---- Data shown
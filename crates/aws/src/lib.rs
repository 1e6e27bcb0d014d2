//! Remote object store backend for upd.
//!
//! Blobs are stored as objects in a single S3 (or S3-compatible) bucket,
//! keyed by record identifier with an optional prefix. Credentials are either
//! static (configured access key and secret) or resolved through the standard
//! AWS environment chain.

pub mod auth;
pub mod config;
pub mod error;
pub mod s3;

pub use config::AwsBaseConfig;
pub use error::AwsError;
pub use s3::{S3BlobBackend, S3Config};
use thiserror::Error;

/// Errors that can occur during blob backend operations.
#[derive(Debug, Error)]
pub enum BlobError {
    /// The requested blob was not found.
    #[error("blob not found: {0}")]
    NotFound(String),

    /// The key is not usable as a blob name on this backend.
    #[error("invalid blob key: {0}")]
    InvalidKey(String),

    /// The backend could not be reached.
    #[error("blob backend connection error: {0}")]
    Connection(String),

    /// A storage backend error occurred.
    #[error("blob storage error: {0}")]
    Storage(String),
}

impl BlobError {
    pub fn is_not_found(&self) -> bool {
        matches!(self, Self::NotFound(_))
    }
}
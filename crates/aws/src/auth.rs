use aws_sdk_s3::config::Credentials;
use tracing::{debug, info};

use crate::config::AwsBaseConfig;

/// Build an AWS SDK configuration from the given [`AwsBaseConfig`].
///
/// Static credentials take precedence over the environment credential chain.
/// The endpoint override, when present, applies to every service client built
/// from the returned config.
pub async fn build_sdk_config(config: &AwsBaseConfig) -> aws_config::SdkConfig {
    let mut loader = aws_config::from_env().region(aws_config::Region::new(config.region.clone()));

    if let Some(endpoint) = &config.endpoint_url {
        debug!(endpoint = %endpoint, "using custom AWS endpoint");
        loader = loader.endpoint_url(endpoint);
    }

    if let Some((key, secret)) = config.static_credentials() {
        info!(access_key = %key, "using static AWS credentials");
        loader = loader.credentials_provider(Credentials::new(key, secret, None, None, "upd-static"));
    }

    loader.load().await
}

/// Build an S3 client, applying S3-specific options on top of the shared SDK
/// configuration.
pub async fn build_s3_client(config: &AwsBaseConfig) -> aws_sdk_s3::Client {
    let sdk_config = build_sdk_config(config).await;
    let s3_config = aws_sdk_s3::config::Builder::from(&sdk_config)
        .force_path_style(config.force_path_style)
        .build();
    aws_sdk_s3::Client::from_conf(s3_config)
}

#[cfg(all(test, feature = "integration"))]
mod integration_tests {
    use super::*;

    // The SDK needs a root certificate store to load; only run these in
    // integration mode.

    #[tokio::test]
    async fn build_sdk_config_sets_region() {
        let config = AwsBaseConfig::new("ap-northeast-1");
        let sdk_config = build_sdk_config(&config).await;
        assert_eq!(
            sdk_config.region().map(|r| r.as_ref()),
            Some("ap-northeast-1")
        );
    }

    #[tokio::test]
    async fn build_sdk_config_with_static_credentials() {
        let config = AwsBaseConfig::new("us-west-2")
            .with_static_credentials("AKIA", "secret")
            .with_endpoint_url("http://localhost:9000");
        let sdk_config = build_sdk_config(&config).await;
        assert!(sdk_config.credentials_provider().is_some());
    }
}
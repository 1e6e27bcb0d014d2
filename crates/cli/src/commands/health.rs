use upd_client::UpdClient;

pub async fn run(client: &UpdClient) -> anyhow::Result<()> {
    match client.health().await {
        Ok(true) => {
            println!("upd server is healthy.");
            Ok(())
        }
        Ok(false) => {
            eprintln!("upd server returned unhealthy status.");
            std::process::exit(1);
        }
        Err(e) => {
            eprintln!("Failed to reach server: {e}");
            std::process::exit(1);
        }
    }
}
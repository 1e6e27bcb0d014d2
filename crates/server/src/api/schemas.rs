use serde::{Deserialize, Serialize};
use upd_core::BackendInfo;
use upd_engine::MetricsSnapshot;
use utoipa::{IntoParams, ToSchema};

use crate::error::ServerError;
use crate::media::MAX_THUMBNAIL_SIDE;

/// Multipart body of an upload.
#[derive(Debug, ToSchema)]
#[allow(dead_code)]
pub struct SendForm {
    /// The file contents.
    #[schema(value_type = String, format = Binary)]
    pub data: Vec<u8>,
    /// Original filename.
    pub name: Option<String>,
    /// Lifetime such as `30m` or `2h45m`; omitted means forever.
    pub ttl: Option<String>,
    /// Comma-separated tags.
    pub tags: Option<String>,
}

/// Optional thumbnail size for `GET /{id}`.
#[derive(Debug, Default, Deserialize, IntoParams)]
#[into_params(parameter_in = Query)]
pub struct ServeQuery {
    /// Target width in pixels.
    pub w: Option<String>,
    /// Target height in pixels.
    pub h: Option<String>,
}

impl ServeQuery {
    /// The requested size, when both dimensions are present.
    ///
    /// Each side must be at most [`MAX_THUMBNAIL_SIDE`].
    pub fn dimensions(&self) -> Result<Option<(u32, u32)>, ServerError> {
        match (self.w.as_deref(), self.h.as_deref()) {
            (Some(w), Some(h)) if !w.is_empty() && !h.is_empty() => {
                let parse = |v: &str| match v.parse::<u32>() {
                    Ok(n) if n <= MAX_THUMBNAIL_SIDE => Ok(n),
                    Ok(_) => Err(ServerError::BadRequest(format!(
                        "dimension {v} exceeds {MAX_THUMBNAIL_SIDE}"
                    ))),
                    Err(_) => Err(ServerError::BadRequest(format!("invalid dimension {v:?}"))),
                };
                Ok(Some((parse(w)?, parse(h)?)))
            }
            _ => Ok(None),
        }
    }
}

/// Query of `GET /1.0/search_tags`.
#[derive(Debug, Default, Deserialize, IntoParams)]
#[into_params(parameter_in = Query)]
pub struct SearchQuery {
    /// Comma-separated tags; a file matching any of them is returned.
    pub tags: Option<String>,
}

/// Lifecycle counters.
#[derive(Debug, Serialize, Deserialize, ToSchema)]
pub struct MetricsResponse {
    pub ingested: u64,
    pub ingest_failed: u64,
    pub resolved: u64,
    pub retired: u64,
    pub expired: u64,
    pub deleted: u64,
    pub forbidden: u64,
    pub sweeps: u64,
    pub retire_failed: u64,
}

impl From<MetricsSnapshot> for MetricsResponse {
    fn from(s: MetricsSnapshot) -> Self {
        Self {
            ingested: s.ingested,
            ingest_failed: s.ingest_failed,
            resolved: s.resolved,
            retired: s.retired,
            expired: s.expired,
            deleted: s.deleted,
            forbidden: s.forbidden,
            sweeps: s.sweeps,
            retire_failed: s.retire_failed,
        }
    }
}

/// Response body of `GET /health`.
#[derive(Debug, Serialize, Deserialize, ToSchema)]
pub struct HealthResponse {
    pub status: String,
    /// Where new files are stored.
    pub storage: BackendInfo,
    pub metrics: MetricsResponse,
}

/// Error body returned by every failing route.
#[derive(Debug, Serialize, Deserialize, ToSchema)]
pub struct ErrorResponse {
    pub error: String,
}
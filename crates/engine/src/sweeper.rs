//! Periodic expiry sweep.
//!
//! The sweeper runs one sweep per tick on its own task. A sweep that outlasts
//! the interval causes the missed ticks to be skipped, so two sweeps never
//! overlap.

use std::sync::Arc;
use std::time::Duration;

use tokio::sync::mpsc;
use tokio::time::{MissedTickBehavior, interval};
use tracing::{debug, error, info};

use crate::engine::LifecycleEngine;

/// Default time between sweeps.
pub const DEFAULT_SWEEP_INTERVAL: Duration = Duration::from_secs(60);

/// Configuration for the [`ExpirySweeper`].
#[derive(Debug, Clone)]
pub struct SweeperConfig {
    /// How often to scan for expired records (default: 60 seconds).
    pub interval: Duration,
}

impl Default for SweeperConfig {
    fn default() -> Self {
        Self {
            interval: DEFAULT_SWEEP_INTERVAL,
        }
    }
}

/// Retires expired records on a fixed interval until told to stop.
pub struct ExpirySweeper {
    engine: Arc<LifecycleEngine>,
    config: SweeperConfig,
    shutdown_rx: mpsc::Receiver<()>,
}

impl ExpirySweeper {
    /// Run the sweep loop until a shutdown signal arrives or every sender is
    /// dropped.
    pub async fn run(&mut self) {
        info!(interval = ?self.config.interval, "expiry sweeper starting");

        let mut ticker = interval(self.config.interval);
        ticker.set_missed_tick_behavior(MissedTickBehavior::Skip);

        loop {
            tokio::select! {
                _ = self.shutdown_rx.recv() => {
                    info!("expiry sweeper received shutdown signal");
                    break;
                }
                _ = ticker.tick() => {
                    self.sweep_once().await;
                }
            }
        }

        info!("expiry sweeper stopped");
    }

    async fn sweep_once(&self) {
        match self.engine.sweep_expired().await {
            Ok(report) if report.retired > 0 || report.failed > 0 => {
                info!(
                    retired = report.retired,
                    failed = report.failed,
                    "expiry sweep complete"
                );
            }
            Ok(_) => debug!("expiry sweep found nothing to retire"),
            Err(e) => error!(error = %e, "expiry sweep failed"),
        }
    }
}

/// Builder for [`ExpirySweeper`].
#[derive(Default)]
pub struct ExpirySweeperBuilder {
    engine: Option<Arc<LifecycleEngine>>,
    config: SweeperConfig,
}

impl ExpirySweeperBuilder {
    pub fn new() -> Self {
        Self::default()
    }

    #[must_use]
    pub fn engine(mut self, engine: Arc<LifecycleEngine>) -> Self {
        self.engine = Some(engine);
        self
    }

    #[must_use]
    pub fn config(mut self, config: SweeperConfig) -> Self {
        self.config = config;
        self
    }

    /// Build the sweeper and the sender used to stop it.
    ///
    /// # Errors
    ///
    /// Fails if no engine was supplied or the interval is zero.
    pub fn build(self) -> Result<(ExpirySweeper, mpsc::Sender<()>), &'static str> {
        let engine = self.engine.ok_or("engine is required")?;
        if self.config.interval.is_zero() {
            return Err("sweep interval must be greater than zero");
        }
        let (shutdown_tx, shutdown_rx) = mpsc::channel(1);
        Ok((
            ExpirySweeper {
                engine,
                config: self.config,
                shutdown_rx,
            },
            shutdown_tx,
        ))
    }
}
use async_trait::async_trait;
use chrono::{DateTime, Utc};
use upd_core::Record;

use crate::error::RecordError;

/// Maximum number of identifiers kept in the recency index.
pub const RECENT_LIMIT: usize = 20;

/// Name of the reserved slot holding the storage medium a store was created
/// for.
pub const MEDIUM_SLOT: &str = "storage_medium";

/// Durable mapping from record identifier to [`Record`], plus a bounded
/// most-recent-first index of identifiers.
///
/// Every method is individually atomic and safe under arbitrary interleaving
/// from concurrent callers. `put` and `delete` update the record and the
/// recency index as one unit of work.
#[async_trait]
pub trait RecordStore: Send + Sync {
    /// Bind the store to a storage medium, or verify an existing binding.
    ///
    /// The first call on a fresh store persists `medium`. Later calls (in this
    /// or any subsequent process) fail with [`RecordError::MediumMismatch`]
    /// if `medium` differs from the persisted one.
    async fn bind_medium(&self, medium: &str) -> Result<(), RecordError>;

    /// The persisted storage medium, if the store has been bound.
    async fn medium(&self) -> Result<Option<String>, RecordError>;

    /// Insert a new record and prepend its identifier to the recency index,
    /// trimming the index to [`RECENT_LIMIT`].
    ///
    /// Fails with [`RecordError::AlreadyExists`] if the identifier is taken;
    /// records are never overwritten.
    async fn put(&self, record: &Record) -> Result<(), RecordError>;

    /// Point lookup. Returns `None` if absent.
    async fn get(&self, id: &str) -> Result<Option<Record>, RecordError>;

    /// Returns `true` if a record exists under `id`.
    async fn contains(&self, id: &str) -> Result<bool, RecordError> {
        Ok(self.get(id).await?.is_some())
    }

    /// Remove a record and its recency entry. Returns `true` if it existed;
    /// deleting an absent record is not an error.
    async fn delete(&self, id: &str) -> Result<bool, RecordError>;

    /// Up to [`RECENT_LIMIT`] records, most recently inserted first.
    async fn list_recent(&self) -> Result<Vec<Record>, RecordError>;

    /// Every stored record, in no particular order.
    async fn scan_all(&self) -> Result<Vec<Record>, RecordError>;

    /// Records whose expiration instant is before `now`.
    ///
    /// The default implementation filters [`scan_all`](Self::scan_all);
    /// backends with an expiration index should override it.
    async fn scan_expired(&self, now: DateTime<Utc>) -> Result<Vec<Record>, RecordError> {
        Ok(self
            .scan_all()
            .await?
            .into_iter()
            .filter(|r| r.is_expired(now))
            .collect())
    }

    /// Number of stored records.
    async fn count(&self) -> Result<usize, RecordError> {
        Ok(self.scan_all().await?.len())
    }
}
--------
#### What is expected
Using only the entries above, output the line with "pub struct SearchQuery", the line with "impl From<MetricsSnapshot> for", and all lines between them, exactly as they stand.

#### Solution to the exercise
pub struct SearchQuery {
    /// Comma-separated tags; a file matching any of them is returned.
    pub tags: Option<String>,
}

/// Lifecycle counters.
#[derive(Debug, Serialize, Deserialize, ToSchema)]
pub struct MetricsResponse {
    pub ingested: u64,
    pub ingest_failed: u64,
    pub resolved: u64,
    pub retired: u64,
    pub expired: u64,
    pub deleted: u64,
    pub forbidden: u64,
    pub sweeps: u64,
    pub retire_failed: u64,
}

impl From<MetricsSnapshot> for MetricsResponse {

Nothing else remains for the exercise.